Acadamics say polls underestimate both the size of gay population and anti-gay sentiment

Illustrated rainbow pride flag on a white background.

Researchers have called into question the accuracy of surveys which detail the size of the gay population and people’s views on sexuality, suggesting they should be done anonymously in order to be more accurate.

A working paper, published this month by researchers from Ohio State and Boston Universities, showed non-heterosexuality and anti-gay sentiment are substantially underestimated in existing surveys.

The researchers from Boston say: “It is perceived as socially undesirable both to be open about being gay, and to be unaccepting of gay individuals”.

By making the process anonymous, they believe the data collected will be more accurate.

They called this technique the “Veiled Report” method and asked questions about sexuality and LGBT issues to over 2,500 anonymous participants.

The experimental method increased the rates of anti-gay sentiment. When asked if they disapprove of having an openly gay manager at work, those in the Veiled Report group were more likely to answer ‘Yes’ than if they were asked directly.

It also increased the likelihood to be honest about non-heterosexual experiences. The share who have had a same-sex experience increased from 17% when asked directly to 27% when asked through the Veiled Report method.
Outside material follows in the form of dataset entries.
//! Cashflow rule model.
//!
//! A `Cashflow` answers one question: how much money moves on a given date.
//! Inflows are positive, outflows negative, and "nothing today" is `0.0`.
//!
//! - Leaves: `OneTime`, `Interval`, `Monthly`
//! - `Composite`: sums an ordered list of children
//! - Decorators: `StartOn`, `EndOn` gate a child by date, `Limited` caps the
//!   cumulative amount of a child (see [`crate::domain::limited`])
//!
//! Every node owns its children, so a rule tree has no sharing and no cycles.

use crate::domain::error::CashflowError;
use crate::domain::limited::Limited;
use chrono::{Datelike, NaiveDate};

pub const ALL_MONTHS: [u32; 12] = [1, 2, 3, 4, 5, 6, 7, 8, 9, 10, 11, 12];

#[derive(Debug, Clone, PartialEq)]
pub enum Cashflow {
    OneTime(OneTime),
    Interval(Interval),
    Monthly(Monthly),
    Composite(Composite),
    StartOn {
        start: NaiveDate,
        cashflow: Box<Cashflow>,
    },
    EndOn {
        end: NaiveDate,
        cashflow: Box<Cashflow>,
    },
    Limited(Limited),
}

impl Cashflow {
    /// Display name. Decorators report the name of the cashflow they wrap.
    pub fn name(&self) -> &str {
        match self {
            Cashflow::OneTime(c) => &c.name,
            Cashflow::Interval(c) => &c.name,
            Cashflow::Monthly(c) => &c.name,
            Cashflow::Composite(c) => &c.name,
            Cashflow::StartOn { cashflow, .. } | Cashflow::EndOn { cashflow, .. } => {
                cashflow.name()
            }
            Cashflow::Limited(l) => l.cashflow().name(),
        }
    }

    pub fn flow(&self, date: NaiveDate) -> f64 {
        match self {
            Cashflow::OneTime(c) => c.flow(date),
            Cashflow::Interval(c) => c.flow(date),
            Cashflow::Monthly(c) => c.flow(date),
            Cashflow::Composite(c) => c.flow(date),
            Cashflow::StartOn { start, cashflow } => {
                if date >= *start {
                    cashflow.flow(date)
                } else {
                    0.0
                }
            }
            Cashflow::EndOn { end, cashflow } => {
                if date <= *end {
                    cashflow.flow(date)
                } else {
                    0.0
                }
            }
            Cashflow::Limited(l) => l.flow(date),
        }
    }

    /// The directly wrapped cashflow of a decorator, `None` for leaves and composites.
    pub fn inner(&self) -> Option<&Cashflow> {
        match self {
            Cashflow::StartOn { cashflow, .. } | Cashflow::EndOn { cashflow, .. } => {
                Some(&**cashflow)
            }
            Cashflow::Limited(l) => Some(l.cashflow()),
            _ => None,
        }
    }

    pub fn start_on(self, start: NaiveDate) -> Cashflow {
        Cashflow::StartOn {
            start,
            cashflow: Box::new(self),
        }
    }

    pub fn end_on(self, end: NaiveDate) -> Cashflow {
        Cashflow::EndOn {
            end,
            cashflow: Box::new(self),
        }
    }

    /// Wrap in a [`Limited`] cap. Fails if the cap is never reached within
    /// `horizon_days` of `start`.
    pub fn limited(
        self,
        start: NaiveDate,
        limit: f64,
        horizon_days: u32,
    ) -> Result<Cashflow, CashflowError> {
        Ok(Cashflow::Limited(Limited::new(
            start,
            limit,
            self,
            horizon_days,
        )?))
    }
}

#[derive(Debug, Clone, PartialEq)]
pub struct OneTime {
    pub name: String,
    pub date: NaiveDate,
    pub amount: f64,
}

impl OneTime {
    pub fn new(name: impl Into<String>, date: NaiveDate, amount: f64) -> Self {
        Self {
            name: name.into(),
            date,
            amount,
        }
    }

    pub fn flow(&self, date: NaiveDate) -> f64 {
        if date == self.date { self.amount } else { 0.0 }
    }
}

/// Fires every `interval_days` days counting from `first_date`, which itself fires.
#[derive(Debug, Clone, PartialEq)]
pub struct Interval {
    name: String,
    first_date: NaiveDate,
    interval_days: i64,
    amount: f64,
}

impl Interval {
    pub fn new(
        name: impl Into<String>,
        first_date: NaiveDate,
        interval_days: i64,
        amount: f64,
    ) -> Result<Self, CashflowError> {
        if interval_days <= 0 {
            return Err(CashflowError::InvalidInterval {
                days: interval_days,
            });
        }
        Ok(Self {
            name: name.into(),
            first_date,
            interval_days,
            amount,
        })
    }

    pub fn name(&self) -> &str {
        &self.name
    }

    pub fn first_date(&self) -> NaiveDate {
        self.first_date
    }

    pub fn interval_days(&self) -> i64 {
        self.interval_days
    }

    pub fn amount(&self) -> f64 {
        self.amount
    }

    pub fn flow(&self, date: NaiveDate) -> f64 {
        let delta = (date - self.first_date).num_days();
        if delta >= 0 && delta % self.interval_days == 0 {
            self.amount
        } else {
            0.0
        }
    }
}

/// Fires on `day` of every month listed in `months`.
///
/// A day past the end of a month (31 in April) simply never matches that month.
#[derive(Debug, Clone, PartialEq)]
pub struct Monthly {
    name: String,
    day: u32,
    amount: f64,
    months: Vec<u32>,
}

impl Monthly {
    pub fn new(name: impl Into<String>, day: u32, amount: f64) -> Result<Self, CashflowError> {
        Self::with_months(name, day, amount, ALL_MONTHS.to_vec())
    }

    pub fn with_months(
        name: impl Into<String>,
        day: u32,
        amount: f64,
        months: Vec<u32>,
    ) -> Result<Self, CashflowError> {
        if !(1..=31).contains(&day) {
            return Err(CashflowError::InvalidMonthly {
                reason: format!("day of month must be between 1 and 31, got {day}"),
            });
        }
        if let Some(bad) = months.iter().find(|m| !(1..=12).contains(*m)) {
            return Err(CashflowError::InvalidMonthly {
                reason: format!("month must be between 1 and 12, got {bad}"),
            });
        }
        Ok(Self {
            name: name.into(),
            day,
            amount,
            months,
        })
    }

    pub fn name(&self) -> &str {
        &self.name
    }

    pub fn day(&self) -> u32 {
        self.day
    }

    pub fn amount(&self) -> f64 {
        self.amount
    }

    pub fn months(&self) -> &[u32] {
        &self.months
    }

    /// True when every calendar month is allowed.
    pub fn every_month(&self) -> bool {
        ALL_MONTHS.iter().all(|m| self.months.contains(m))
    }

    pub fn flow(&self, date: NaiveDate) -> f64 {
        if date.day() == self.day && self.months.contains(&date.month()) {
            self.amount
        } else {
            0.0
        }
    }
}

#[derive(Debug, Clone, PartialEq)]
pub struct Composite {
    pub name: String,
    cashflows: Vec<Cashflow>,
}

impl Composite {
    pub fn new(name: impl Into<String>) -> Self {
        Self {
            name: name.into(),
            cashflows: Vec::new(),
        }
    }

    /// Append a child. Order only matters for serialization.
    pub fn add(&mut self, cashflow: Cashflow) {
        self.cashflows.push(cashflow);
    }

    pub fn cashflows(&self) -> &[Cashflow] {
        &self.cashflows
    }

    pub fn flow(&self, date: NaiveDate) -> f64 {
        self.cashflows.iter().map(|c| c.flow(date)).sum()
    }
}

impl From<OneTime> for Cashflow {
    fn from(c: OneTime) -> Self {
        Cashflow::OneTime(c)
    }
}

impl From<Interval> for Cashflow {
    fn from(c: Interval) -> Self {
        Cashflow::Interval(c)
    }
}

impl From<Monthly> for Cashflow {
    fn from(c: Monthly) -> Self {
        Cashflow::Monthly(c)
    }
}

impl From<Composite> for Cashflow {
    fn from(c: Composite) -> Self {
        Cashflow::Composite(c)
    }
}

impl From<Limited> for Cashflow {
    fn from(l: Limited) -> Self {
        Cashflow::Limited(l)
    }
}
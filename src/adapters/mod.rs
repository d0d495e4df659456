//! Concrete adapter implementations for ports.

pub mod csv_projection_adapter;
pub mod file_config_adapter;
pub mod json_file_adapter;
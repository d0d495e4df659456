//! cashflow — project future cashflows for budgeting.
//!
//! Hexagonal architecture: domain logic in [`domain`], port traits in [`ports`],
//! concrete implementations in [`adapters`].

pub mod adapters;
pub mod cli;
pub mod domain;
pub mod ports;
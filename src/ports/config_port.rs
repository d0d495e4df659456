//! Configuration access port trait.

use chrono::NaiveDate;

pub trait ConfigPort {
    fn get_string(&self, section: &str, key: &str) -> Option<String>;
    fn get_int(&self, section: &str, key: &str, default: i64) -> i64;
    fn get_double(&self, section: &str, key: &str, default: f64) -> f64;

    /// `None` when the key is missing or not a `YYYY-MM-DD` date.
    fn get_date(&self, section: &str, key: &str) -> Option<NaiveDate> {
        self.get_string(section, key)
            .and_then(|s| NaiveDate::parse_from_str(s.trim(), "%Y-%m-%d").ok())
    }
}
The Pew Research Centre, an American think-tank, says the study does not “attempt to draw its own conclusions about size of the LGBT population or public attitudes about it since the participants were not a random or representative sample of all adults 18 and older”.

Earlier this month, the Office for National Statistics found only 1.5% of adults in the UK identify as lesbian, gay or bisexual.

The ONS’ experimental data was criticised by the data editors at the Guardian and Twitter because of its social desirability bias: the tendency for people to not to reveal behaviours or attitudes that they fear may be viewed as outside the mainstream.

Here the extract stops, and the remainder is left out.